Wednesday, May 9, 2012

Two Convenient Japanese Phrases

(posted; Etymology page) 
We have really useful two phrases in Japanese; 
One 宜しくお願いします。Yoroshiku onegai shimasu ",   The other " 頑張って。 ganbatte", both of which we always have trouble to translate into English.  I wonder if I can send the concepts of them to you correctly,

*Yoroshiku onegai shimasu………This phrase is kind of a all-rounder in  many situations.  Main concept of this phrase is asking favors to others.
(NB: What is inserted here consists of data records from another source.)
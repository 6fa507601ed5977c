//! Shared limits and device constants.
//!
//! This module centralizes:
//! - Maximum lengths for text the driver formats
//! - Overload thresholds and vendor ceilings
//! - Default timing

use crate::error::{DmmError, DmmResult};
use std::time::Duration;

// =============================================================================
// Size Limits
// =============================================================================

/// Maximum length of a formatted command line in bytes.
pub const MAX_COMMAND_LEN: usize = 256;

/// Maximum length of formatted range text in bytes.
pub const MAX_RANGE_TEXT_LEN: usize = 64;

/// Fail when `text` is longer than `max` bytes.
pub fn check_text_len(context: &'static str, text: &str, max: usize) -> DmmResult<()> {
    if text.len() > max {
        return Err(DmmError::TextTooLong {
            context,
            len: text.len(),
            max,
        });
    }
    Ok(())
}

// =============================================================================
// Overload Detection
// =============================================================================

/// Magnitude above which a reading is the device's overload sentinel.
///
/// SCPI meters report overload as `9.9E+37`.
pub const DEFAULT_OVERLOAD_LIMIT: f64 = 9e37;

/// Resistance ceiling for mode-code meters; readings at or above it are open circuit.
pub const RESISTANCE_CEILING: f64 = 1.2e8;

/// Continuity ceiling for mode-code meters.
pub const CONTINUITY_CEILING: f64 = 1.2e3;

/// Diode-test reading that signals an open junction.
pub const DIODE_OPEN_READING: f64 = 1.0;

// =============================================================================
// Timing
// =============================================================================

/// Default interval between acquisition ticks.
pub const DEFAULT_POLL_INTERVAL: Duration = Duration::from_millis(10);

/// Capacity of the sample broadcast channel.
pub const SAMPLE_CHANNEL_CAPACITY: usize = 256;

#[cfg(test)]
mod tests {
    use super::*;

    #[test]
    fn text_at_limit_is_accepted() {
        assert!(check_text_len("range", "12345", 5).is_ok());
        let err = check_text_len("range", "123456", 5).unwrap_err();
        assert!(matches!(
            err,
            DmmError::TextTooLong {
                len: 6,
                max: 5,
                ..
            }
        ));
    }
}
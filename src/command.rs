//! Abstract commands and per-model command templates.
//!
//! Templates use `${name}` placeholders. The driver supplies two arguments:
//! `mode` (the active capability's setup token) and `range` (range payload),
//! e.g. `${mode}:RANG ${range}` becomes `VOLT:DC:RANG 10`.

use crate::error::{DmmError, DmmResult};
use crate::limits::{check_text_len, MAX_COMMAND_LEN};
use regex::Regex;
use std::fmt;
use std::sync::LazyLock;

static INTERPOLATION_REGEX: LazyLock<Regex> =
    LazyLock::new(|| Regex::new(r"\$\{([^}]+)\}").expect("Invalid interpolation regex"));

/// Abstract command identifiers.
#[derive(Debug, Clone, Copy, PartialEq, Eq, Hash)]
pub enum CommandId {
    /// Query the active measurement function
    QueryFunction,
    /// Select a measurement function
    SetupFunction,
    /// Query the active numeric range
    QueryRange,
    /// Query whether autoranging is on
    QueryRangeAuto,
    /// Set the range
    SetupRange,
    /// Read one measurement value
    QueryValue,
    /// Query the reading-rate descriptor (`Slow`/`Mid`/`Fast`)
    QueryPrecision,
    /// Sent once when acquisition starts
    StartAcquisition,
    /// Sent once when acquisition stops
    StopAcquisition,
}

impl fmt::Display for CommandId {
    fn fmt(&self, f: &mut fmt::Formatter<'_>) -> fmt::Result {
        let name = match self {
            CommandId::QueryFunction => "query-function",
            CommandId::SetupFunction => "setup-function",
            CommandId::QueryRange => "query-range",
            CommandId::QueryRangeAuto => "query-range-auto",
            CommandId::SetupRange => "setup-range",
            CommandId::QueryValue => "query-value",
            CommandId::QueryPrecision => "query-precision",
            CommandId::StartAcquisition => "start-acquisition",
            CommandId::StopAcquisition => "stop-acquisition",
        };
        f.write_str(name)
    }
}

/// A model's mapping from [`CommandId`] to vendor template.
#[derive(Debug, Clone, Copy)]
pub struct CommandSet {
    templates: &'static [(CommandId, &'static str)],
}

impl CommandSet {
    /// Wrap a static template list.
    pub const fn new(templates: &'static [(CommandId, &'static str)]) -> Self {
        Self { templates }
    }

    /// Template for `id`, if the model defines a non-empty one.
    pub fn template(&self, id: CommandId) -> Option<&'static str> {
        self.templates
            .iter()
            .find(|(cmd, template)| *cmd == id && !template.is_empty())
            .map(|(_, template)| *template)
    }

    /// Whether the model defines `id`.
    pub fn supports(&self, id: CommandId) -> bool {
        self.template(id).is_some()
    }

    /// Format `id` with the given placeholder arguments.
    ///
    /// Fails with `NotSupportedCommand` when the template is missing and with
    /// `InvalidArgument` when a placeholder has no argument.
    pub fn format(&self, id: CommandId, args: &[(&str, &str)]) -> DmmResult<String> {
        let template = self
            .template(id)
            .ok_or(DmmError::NotSupportedCommand(id))?;
        let command = interpolate(template, args)?;
        check_text_len("command", &command, MAX_COMMAND_LEN)?;
        Ok(command)
    }

    /// Check that the commands every driver path relies on are present.
    pub fn validate(&self) -> DmmResult<()> {
        for required in [CommandId::QueryFunction, CommandId::QueryValue] {
            if !self.supports(required) {
                return Err(DmmError::ModelTable(format!(
                    "command set lacks {required}"
                )));
            }
        }
        Ok(())
    }
}

/// Expand each `${name}` in `template` exactly once; argument text is never
/// rescanned for placeholders.
fn interpolate(template: &str, args: &[(&str, &str)]) -> DmmResult<String> {
    let mut missing = None;
    let result = INTERPOLATION_REGEX.replace_all(template, |cap: &regex::Captures<'_>| {
        let name = &cap[1];
        match args.iter().find(|(key, _)| *key == name) {
            Some((_, value)) => (*value).to_string(),
            None => {
                missing.get_or_insert_with(|| name.to_string());
                String::new()
            }
        }
    });

    match missing {
        Some(name) => Err(DmmError::InvalidArgument(format!(
            "no value for placeholder '{name}' in {template:?}"
        ))),
        None => Ok(result.into_owned()),
    }
}

#[cfg(test)]
mod tests {
    use super::*;

    static SET: CommandSet = CommandSet::new(&[
        (CommandId::QueryFunction, "CONF?"),
        (CommandId::SetupFunction, "CONF:${mode}"),
        (CommandId::SetupRange, "${mode}:RANG ${range}"),
        (CommandId::QueryValue, "READ?"),
        (CommandId::QueryRange, ""),
    ]);

    #[test]
    fn format_interpolates_placeholders() {
        let cmd = SET
            .format(CommandId::SetupRange, &[("mode", "VOLT:DC"), ("range", "10")])
            .unwrap();
        assert_eq!(cmd, "VOLT:DC:RANG 10");
        assert_eq!(SET.format(CommandId::QueryFunction, &[]).unwrap(), "CONF?");
    }

    #[test]
    fn argument_text_is_not_expanded_again() {
        let cmd = SET
            .format(
                CommandId::SetupRange,
                &[("mode", "${range}"), ("range", "10")],
            )
            .unwrap();
        assert_eq!(cmd, "${range}:RANG 10");
    }

    #[test]
    fn empty_template_is_unsupported() {
        assert!(!SET.supports(CommandId::QueryRange));
        let err = SET.format(CommandId::QueryRange, &[]).unwrap_err();
        assert!(matches!(
            err,
            DmmError::NotSupportedCommand(CommandId::QueryRange)
        ));
    }

    #[test]
    fn missing_placeholder_argument_fails() {
        let err = SET
            .format(CommandId::SetupFunction, &[("range", "AUTO")])
            .unwrap_err();
        assert!(matches!(err, DmmError::InvalidArgument(_)));
    }

    #[test]
    fn over_long_command_fails_loudly() {
        let token = "X".repeat(MAX_COMMAND_LEN);
        let err = SET
            .format(CommandId::SetupFunction, &[("mode", token.as_str())])
            .unwrap_err();
        assert!(matches!(err, DmmError::TextTooLong { .. }));
    }

    #[test]
    fn validate_requires_function_and_value_queries() {
        assert!(SET.validate().is_ok());
        static BARE: CommandSet = CommandSet::new(&[(CommandId::QueryFunction, "FUNC?")]);
        assert!(BARE.validate().is_err());
    }
}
Culturally,  politeness and modesty is our virtue. So, these English phrases might be close.
I beg your kindness.  I thank you for your kindness.  I thank you for your hard work in advance.  (To someone 'whoever they are' going to do some job for you; doctor. gardener. painter. carpenter...) You are asking good job from them euphemistically, in a generous way in advance.
I beg your kindness for my children. (to your children's teacher)     Send my regards to ~. (sending regards can be also said "yoroshiku" in Japanese)

*Ganbatte………This is the phrase we use to back up people or cheer them up for whatever the situation of hardship they are in. 
Keep your chin up.  Go for it!   Hang in there!  Keep it up!
I know these phrases are used in some different situations, but this phrase can be used for all of them.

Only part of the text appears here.